I am torn. It has been several days since my last entry and although I desire to continue forward I am too often bogged down with my other obligations. Even now, I struggle to eek out some time from my schedule to write this entry. I feel as if I am fighting a war on three fronts. I am competing with my colleagues at work for better pay and positions, I am competing with my classmates for recognition and grades and I am competing with my own sense of who I should have been by now.
Work provides me with the means to live and class is an extension of that professional life while fulfilling a deep need within me to always feel as if I am bettering myself. I have tried to align these two fronts as best I can, using work projects for class assignments, focusing on work related issues as case studies, but it still feels as if I am stretched too thin. Add to this my philosophical wanderings and it becomes all together too much.
I know what I should do, serve only one master for either I will hate the one and love the other or love the one and hate the other but I cannot continuing striving to succeed in business and academia while at the same time going beyond both to attain to an ever elusive calling to greatness.

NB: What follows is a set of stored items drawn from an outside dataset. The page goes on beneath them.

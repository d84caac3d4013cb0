use serde::{Deserialize, Serialize};

pub const DEFAULT_GPA_THRESHOLD: f64 = 8.0;
pub const DEFAULT_PERCENTAGE_THRESHOLD: f64 = 80.0;
pub const DEFAULT_TEST_SCORE_THRESHOLD: f64 = 8.0;

/// Grades strictly above this value are read as percentages, everything else
/// as grade points.
pub const DEFAULT_SCALE_CUTOFF: f64 = 10.0;

pub const DEFAULT_TEST_LABEL: &str = "IELTS";

/// Thresholds applied by the evaluator.
#[derive(Debug, Clone, PartialEq, Serialize, Deserialize)]
#[serde(rename_all = "camelCase")]
pub struct EligibilityPolicy {
    pub gpa_threshold: f64,
    pub percentage_threshold: f64,
    pub test_score_threshold: f64,
    pub scale_cutoff: f64,
    /// Name of the language test, used in reasons ("IELTS score ...").
    pub test_label: String,
}

impl Default for EligibilityPolicy {
    fn default() -> Self {
        Self {
            gpa_threshold: DEFAULT_GPA_THRESHOLD,
            percentage_threshold: DEFAULT_PERCENTAGE_THRESHOLD,
            test_score_threshold: DEFAULT_TEST_SCORE_THRESHOLD,
            scale_cutoff: DEFAULT_SCALE_CUTOFF,
            test_label: DEFAULT_TEST_LABEL.to_string(),
        }
    }
}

But I can't give any of it up, especially not the latter. It seems that the less it fits in with the rest of my life, the more I need it as a part of my life. Schooling will come to end, eventually, but this journey to find my place, my calling, is too essential to who I have come to understand myself to be. I am afraid to turn aside from that journey, despite the late nights, frayed consciousness and lingering sense of frustration because I feel as if the moment I turn away, I will loose the path entirely.